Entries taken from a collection
========================

use tracing_futures::Instrument;

use crate::core::LeaderState;
use crate::core::ReplicationState;
use crate::core::SnapshotState;
use crate::core::State;
use crate::core::UpdateCurrentLeader;
use crate::quorum;
use crate::replication::ProgressState;
use crate::replication::RaftEvent;
use crate::replication::ReplicaEvent;
use crate::replication::ReplicationMetrics;
use crate::replication::ReplicationStream;
use crate::storage::Snapshot;
use crate::AppData;
use crate::AppDataResponse;
use crate::LogId;
use crate::NodeId;
use crate::RaftNetwork;
use crate::RaftStorage;

impl<'a, D: AppData, R: AppDataResponse, N: RaftNetwork<D>, S: RaftStorage<D, R>> LeaderState<'a, D, R, N, S> {
    /// Spawn a new replication stream returning its replication state handle.
    #[tracing::instrument(level = "debug", skip(self))]
    pub(super) fn spawn_replication_stream(&mut self, target: NodeId) -> ReplicationState<D> {
        let replstream = ReplicationStream::new(
            self.core.id,
            target,
            self.core.current_term,
            self.core.config.clone(),
            self.core.last_log_id,
            self.core.commit_index,
            self.core.network.clone(),
            self.core.storage.clone(),
            self.replication_tx.clone(),
        );
        ReplicationState {
            matched: LogId::default(),
            state: ProgressState::Probe,
            remove_after_commit: None,
            replstream,
        }
    }

    /// Handle a replication event coming from one of the replication streams.
    #[tracing::instrument(level = "trace", skip(self, event))]
    pub(super) async fn handle_replica_event(&mut self, event: ReplicaEvent<S::SnapshotData>) {
        let res = match event {
            ReplicaEvent::UpdateMatchIndex { target, matched } => self.handle_update_match_index(target, matched).await,
            ReplicaEvent::ProgressUpdate { target, state } => self.handle_progress_update(target, state),
            ReplicaEvent::RevertToFollower { target, term } => self.handle_revert_to_follower(target, term).await,
            ReplicaEvent::NeedsSnapshot { target, tx } => self.handle_needs_snapshot(target, tx).await,
            ReplicaEvent::Shutdown => {
                self.core.set_target_state(State::Shutdown);
                Ok(())
            }
        };
        if let Err(err) = res {
            tracing::error!({error=%err}, "error while processing event from replication stream");
        }
    }

    /// Handle a `ProgressUpdate` event: a replication stream has changed state.
    #[tracing::instrument(level = "trace", skip(self))]
    fn handle_progress_update(&mut self, target: NodeId, state: ProgressState) -> anyhow::Result<()> {
        if let Some(node) = self.nodes.get_mut(&target) {
            node.state = state;
        }
        Ok(())
    }

    /// Handle an `UpdateMatchIndex` event: the target has replicated up through `matched`.
    ///
    /// The progress table is monotonic, which makes replies reordered by the network idempotent.
    #[tracing::instrument(level = "trace", skip(self))]
    async fn handle_update_match_index(&mut self, target: NodeId, matched: LogId) -> anyhow::Result<()> {
        // Responses from servers which have been removed are ignored.
        let node = match self.nodes.get_mut(&target) {
            Some(node) => node,
            None => return Ok(()),
        };
        if matched.index <= node.matched.index {
            return Ok(());
        }
        node.matched = matched;

        // A target which is no longer a member shuts down once it has replicated the config
        // entry which removed it.
        let remove = matches!(node.remove_after_commit, Some(idx) if matched.index >= idx);
        if remove {
            tracing::debug!(target, "removed target has replicated its removal, shutting down its stream");
            if let Some(node) = self.nodes.remove(&target) {
                let _ = node.replstream.repl_tx.send((RaftEvent::Terminate, tracing::debug_span!("CH")));
                self.leader_metrics.replication.remove(&target);
            }
        } else {
            self.leader_metrics.replication.insert(target, ReplicationMetrics { matched });
        }

        // Drive any promotion catch-up and pending leadership transfer for this target.
        self.check_promotee_progress(target, matched.index).await;
        self.check_transfer_progress(target);

        // Attempt to advance the commit index.
        let new_commit = self.calc_commit_index();
        if new_commit > self.core.commit_index {
            // Per §5.4.2, a leader only commits by counting replicas of an entry of its own
            // term; earlier entries are then committed indirectly.
            let entry = self
                .core
                .storage
                .try_get_log_entry(new_commit)
                .await
                .map_err(|err| self.core.map_fatal_storage_error(err))?;
            let same_term = matches!(entry, Some(e) if e.log_id.term == self.core.current_term);
            if same_term {
                self.core.commit_index = new_commit;
                for node in self.nodes.values() {
                    let _ = node.replstream.repl_tx.send((
                        RaftEvent::UpdateCommitIndex {
                            commit_index: self.core.commit_index,
                        },
                        tracing::debug_span!("CH"),
                    ));
                }
                self.process_awaiting_committed().await;
            }
        }

        self.leader_report_metrics();
        Ok(())
    }

    /// The highest log index replicated on a quorum of the voters of the current configuration.
    ///
    /// The leader's own log counts when the leader is itself a voter.
    fn calc_commit_index(&self) -> u64 {
        let mut indexes: Vec<u64> = self
            .core
            .membership
            .voters()
            .map(|server| {
                if server.id == self.core.id {
                    self.core.last_log_id.index
                } else {
                    self.nodes.get(&server.id).map(|node| node.matched.index).unwrap_or(0)
                }
            })
            .collect();
        if indexes.is_empty() {
            return 0;
        }
        let needed = quorum::majority_of(indexes.len());
        indexes.sort_unstable_by(|a, b| b.cmp(a));
        indexes[needed - 1]
    }

    /// Complete client requests whose entries have been committed, in index order.
    #[tracing::instrument(level = "trace", skip(self))]
    async fn process_awaiting_committed(&mut self) {
        while let Some(first) = self.awaiting_committed.first() {
            if first.entry.log_id.index > self.core.commit_index {
                break;
            }
            let req = self.awaiting_committed.remove(0);
            self.client_request_post_commit(req).await;
        }
    }

    /// Handle a `RevertToFollower` event: a replication stream observed a greater term.
    #[tracing::instrument(level = "trace", skip(self))]
    async fn handle_revert_to_follower(&mut self, target: NodeId, term: u64) -> anyhow::Result<()> {
        if term > self.core.current_term {
            self.core.update_current_term(term, None);
            self.core.save_hard_state().await?;
            self.core.update_current_leader(UpdateCurrentLeader::Unknown);
            self.core.set_target_state(State::Follower);
        }
        Ok(())
    }

    /// Handle a `NeedsSnapshot` event: a replication stream requires a snapshot to send.
    ///
    /// If a current snapshot exists it is handed over directly. Otherwise a compaction is
    /// started (or the running one joined) and a waiter task delivers the snapshot once it is
    /// ready; the replication stream keeps heartbeating in the meantime.
    #[tracing::instrument(level = "trace", skip(self, tx))]
    async fn handle_needs_snapshot(
        &mut self,
        target: NodeId,
        tx: tokio::sync::oneshot::Sender<Snapshot<S::SnapshotData>>,
    ) -> anyhow::Result<()> {
        // Check for existence of current snapshot.
        let current_snapshot_opt =
            self.core.storage.get_current_snapshot().await.map_err(|err| self.core.map_fatal_storage_error(err))?;
        if let Some(snapshot) = current_snapshot_opt {
            let _ = tx.send(snapshot);
            return Ok(());
        }

        // No snapshot exists: ensure a compaction is running and defer the response.
        if self.core.snapshot_state.is_none() {
            self.core.trigger_log_compaction_if_needed(true);
        }
        match &self.core.snapshot_state {
            Some(SnapshotState::Snapshotting { sender, .. }) => {
                let mut compaction_rx = sender.subscribe();
                let storage = self.core.storage.clone();
                tokio::spawn(
                    async move {
                        // The compaction channel drops without a value if compaction failed;
                        // the replication stream will simply ask again.
                        if compaction_rx.recv().await.is_ok() {
                            if let Ok(Some(snapshot)) = storage.get_current_snapshot().await {
                                let _ = tx.send(snapshot);
                            }
                        }
                    }
                    .instrument(tracing::debug_span!("waiting for log compaction to complete", target = target)),
                );
            }
            None => {
                // Compaction could not start (e.g. nothing applied yet); drop the request so
                // the replication stream retries.
                tracing::warn!(target, "snapshot requested but no compaction could be started");
            }
        }
        Ok(())
    }
}
use std::collections::BTreeMap;

use anyhow::Result;
use diskstore::DiskStore;
use diskstore::StateMachine;
use diskstore::StoreError;
use diskstore::StoreOptions;
use keel_raft::async_trait::async_trait;
use keel_raft::raft::Entry;
use keel_raft::raft::EntryNormal;
use keel_raft::raft::EntryPayload;
use keel_raft::storage::CompactedRange;
use keel_raft::storage::HardState;
use keel_raft::storage::RaftStorage;
use keel_raft::LogId;
use keel_raft::Membership;
use keel_raft::Role;
use keel_raft::Server;
use serde::Deserialize;
use serde::Serialize;
use tokio::io::AsyncReadExt;
use tokio::sync::Mutex;

/// A tiny key/value command for exercising the store.
#[derive(Clone, Debug, PartialEq, Serialize, Deserialize)]
struct SetCmd {
    key: String,
    value: String,
}

impl keel_raft::AppData for SetCmd {}

#[derive(Clone, Debug, Serialize, Deserialize)]
struct SetResponse(Option<String>);

impl keel_raft::AppDataResponse for SetResponse {}

/// An in-memory key/value state machine behind the disk store.
#[derive(Default)]
struct KvFsm {
    state: Mutex<KvState>,
}

#[derive(Clone, Debug, Default, Serialize, Deserialize)]
struct KvState {
    last_applied: LogId,
    data: BTreeMap<String, String>,
}

#[async_trait]
impl StateMachine<SetCmd, SetResponse> for KvFsm {
    async fn apply(&self, entries: &[&Entry<SetCmd>]) -> Result<Vec<SetResponse>> {
        let mut state = self.state.lock().await;
        let mut res = Vec::with_capacity(entries.len());
        for entry in entries {
            state.last_applied = entry.log_id;
            match &entry.payload {
                EntryPayload::Normal(cmd) => {
                    let prev = state.data.insert(cmd.data.key.clone(), cmd.data.value.clone());
                    res.push(SetResponse(prev));
                }
                _ => res.push(SetResponse(None)),
            }
        }
        Ok(res)
    }

    async fn snapshot(&self) -> Result<(Vec<u8>, LogId)> {
        let state = self.state.lock().await;
        Ok((serde_json::to_vec(&*state)?, state.last_applied))
    }

    async fn restore(&self, data: Vec<u8>) -> Result<()> {
        let mut state = self.state.lock().await;
        *state = serde_json::from_slice(&data)?;
        Ok(())
    }

    async fn last_applied(&self) -> Result<LogId> {
        Ok(self.state.lock().await.last_applied)
    }
}

/// The concrete store type under test.
type KvStore = DiskStore<SetCmd, SetResponse, KvFsm>;

fn membership() -> Membership {
    Membership::new(vec![
        Server::new(1, "node-1", Role::Voter),
        Server::new(2, "node-2", Role::Voter),
        Server::new(3, "node-3", Role::Voter),
    ])
}

fn command(term: u64, index: u64) -> Entry<SetCmd> {
    Entry {
        log_id: LogId::new(term, index),
        payload: EntryPayload::Normal(EntryNormal {
            data: SetCmd {
                key: format!("key-{}", index),
                value: format!("value-{}", index),
            },
        }),
    }
}

/// Small segments so that a handful of entries rolls through several files.
fn small_segments() -> StoreOptions {
    StoreOptions { segment_size: 1024 }
}

#[tokio::test(flavor = "multi_thread", worker_threads = 2)]
async fn bootstrap_append_and_reload() -> Result<()> {
    let dir = tempfile::tempdir()?;

    {
        let store = KvStore::open_with_options(dir.path(), KvFsm::default(), small_segments()).await?;
        store.bootstrap(membership()).await?;

        let entries: Vec<_> = (2..=40).map(|i| command(1, i)).collect();
        let refs: Vec<_> = entries.iter().collect();
        store.append_to_log(&refs).await?;

        store
            .save_hard_state(&HardState {
                current_term: 3,
                voted_for: Some(2),
            })
            .await?;
        store.close().await?;
    }

    // Reopen: hard state, log and membership all survive the restart.
    let store = KvStore::open_with_options(dir.path(), KvFsm::default(), small_segments()).await?;
    let state = store.get_initial_state().await?;
    assert_eq!(state.hard_state.current_term, 3);
    assert_eq!(state.hard_state.voted_for, Some(2));
    assert_eq!(state.last_log_id, LogId::new(1, 40));
    assert_eq!(state.membership, membership());
    assert_eq!(state.membership_index, 1);

    let entries = store.get_log_entries(2..=40).await?;
    assert_eq!(entries.len(), 39);
    assert_eq!(entries[0].log_id, LogId::new(1, 2));
    assert_eq!(entries.last().unwrap().log_id, LogId::new(1, 40));
    Ok(())
}

#[tokio::test(flavor = "multi_thread", worker_threads = 2)]
async fn directory_lock_is_exclusive() -> Result<()> {
    let dir = tempfile::tempdir()?;
    let _store = KvStore::open(dir.path(), KvFsm::default()).await?;

    let second = KvStore::open(dir.path(), KvFsm::default()).await;
    assert!(matches!(second, Err(StoreError::Locked(_))));
    Ok(())
}

#[tokio::test(flavor = "multi_thread", worker_threads = 2)]
async fn truncate_suffix_survives_restart() -> Result<()> {
    let dir = tempfile::tempdir()?;

    {
        let store = KvStore::open_with_options(dir.path(), KvFsm::default(), small_segments()).await?;
        store.bootstrap(membership()).await?;
        let entries: Vec<_> = (2..=30).map(|i| command(1, i)).collect();
        let refs: Vec<_> = entries.iter().collect();
        store.append_to_log(&refs).await?;

        store.delete_logs_from(20).await?;
        assert_eq!(store.try_get_log_entry(19).await?.map(|e| e.log_id), Some(LogId::new(1, 19)));
        assert!(store.try_get_log_entry(20).await?.is_none());

        // Truncating past the end is a no-op.
        store.delete_logs_from(100).await?;
        assert_eq!(store.try_get_log_entry(19).await?.map(|e| e.log_id), Some(LogId::new(1, 19)));

        // Appending after a truncation reuses the freed indexes at a new term.
        let replacement = command(2, 20);
        store.append_to_log(&[&replacement]).await?;
        store.close().await?;
    }

    let store = KvStore::open_with_options(dir.path(), KvFsm::default(), small_segments()).await?;
    let state = store.get_initial_state().await?;
    assert_eq!(state.last_log_id, LogId::new(2, 20));
    assert_eq!(store.try_get_log_entry(20).await?.map(|e| e.log_id), Some(LogId::new(2, 20)));
    Ok(())
}

#[tokio::test(flavor = "multi_thread", worker_threads = 2)]
async fn compaction_truncates_prefix_and_survives_restart() -> Result<()> {
    let dir = tempfile::tempdir()?;

    {
        let store = KvStore::open_with_options(dir.path(), KvFsm::default(), small_segments()).await?;
        store.bootstrap(membership()).await?;
        let entries: Vec<_> = (2..=50).map(|i| command(1, i)).collect();
        let refs: Vec<_> = entries.iter().collect();
        store.append_to_log(&refs).await?;
        store.apply_to_state_machine(&refs).await?;

        let snapshot = store.do_log_compaction(10).await?;
        assert_eq!(snapshot.meta.last_log_id, LogId::new(1, 50));
        assert_eq!(snapshot.meta.membership, membership());

        // Entries within the trailing window survive; older reads are flagged compacted.
        assert!(store.try_get_log_entry(41).await?.is_some());
        assert!(store.try_get_log_entry(40).await?.is_none());
        let err = store.get_log_entries(30..45).await.unwrap_err();
        assert!(err.downcast_ref::<CompactedRange>().is_some());
        store.close().await?;
    }

    let store = KvStore::open_with_options(dir.path(), KvFsm::default(), small_segments()).await?;
    let current = store.get_current_snapshot().await?.expect("snapshot must survive restart");
    assert_eq!(current.meta.last_log_id, LogId::new(1, 50));

    let mut payload = Vec::new();
    let mut handle = current.snapshot;
    handle.read_to_end(&mut payload).await?;
    let state: KvState = serde_json::from_slice(&payload)?;
    assert_eq!(state.data.get("key-50"), Some(&"value-50".to_string()));

    let state = store.get_initial_state().await?;
    assert_eq!(state.last_log_id, LogId::new(1, 50));
    // The state machine was brought forward to the snapshot at open.
    assert_eq!(state.last_applied_log, LogId::new(1, 50));
    Ok(())
}

#[tokio::test(flavor = "multi_thread", worker_threads = 2)]
async fn snapshot_install_rebases_the_log() -> Result<()> {
    let dir = tempfile::tempdir()?;

    let store = KvStore::open_with_options(dir.path(), KvFsm::default(), small_segments()).await?;
    store.bootstrap(membership()).await?;
    let entries: Vec<_> = (2..=10).map(|i| command(1, i)).collect();
    let refs: Vec<_> = entries.iter().collect();
    store.append_to_log(&refs).await?;

    // An incoming snapshot well past the local log.
    let mut incoming = KvState::default();
    incoming.last_applied = LogId::new(2, 100);
    incoming.data.insert("key-100".into(), "value-100".into());
    let payload = serde_json::to_vec(&incoming)?;

    let meta = keel_raft::SnapshotMeta {
        last_log_id: LogId::new(2, 100),
        membership: membership(),
        membership_index: 1,
    };
    let mut receiving = store.begin_receiving_snapshot().await?;
    tokio::io::AsyncWriteExt::write_all(&mut *receiving, &payload).await?;
    tokio::io::AsyncWriteExt::shutdown(&mut *receiving).await?;
    store.finalize_snapshot_installation(&meta, receiving).await?;

    // The old log is gone; the next append lands just past the snapshot.
    assert!(store.try_get_log_entry(5).await?.is_none());
    let state = store.get_initial_state().await?;
    assert_eq!(state.last_log_id, LogId::new(2, 100));
    assert_eq!(state.last_applied_log, LogId::new(2, 100));

    let next = command(2, 101);
    store.append_to_log(&[&next]).await?;
    assert_eq!(store.get_log_entries(101..102).await?.len(), 1);
    store.close().await?;
    Ok(())
}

========================

YOUR ASSIGNMENT —
For the string "ReplicaEvent", show each line of the entries above where it occurs.

TASK OUTPUT —
use crate::replication::ReplicaEvent;
    pub(super) async fn handle_replica_event(&mut self, event: ReplicaEvent<S::SnapshotData>) {
            ReplicaEvent::UpdateMatchIndex { target, matched } => self.handle_update_match_index(target, matched).await,
            ReplicaEvent::ProgressUpdate { target, state } => self.handle_progress_update(target, state),
            ReplicaEvent::RevertToFollower { target, term } => self.handle_revert_to_follower(target, term).await,
            ReplicaEvent::NeedsSnapshot { target, tx } => self.handle_needs_snapshot(target, tx).await,
            ReplicaEvent::Shutdown => {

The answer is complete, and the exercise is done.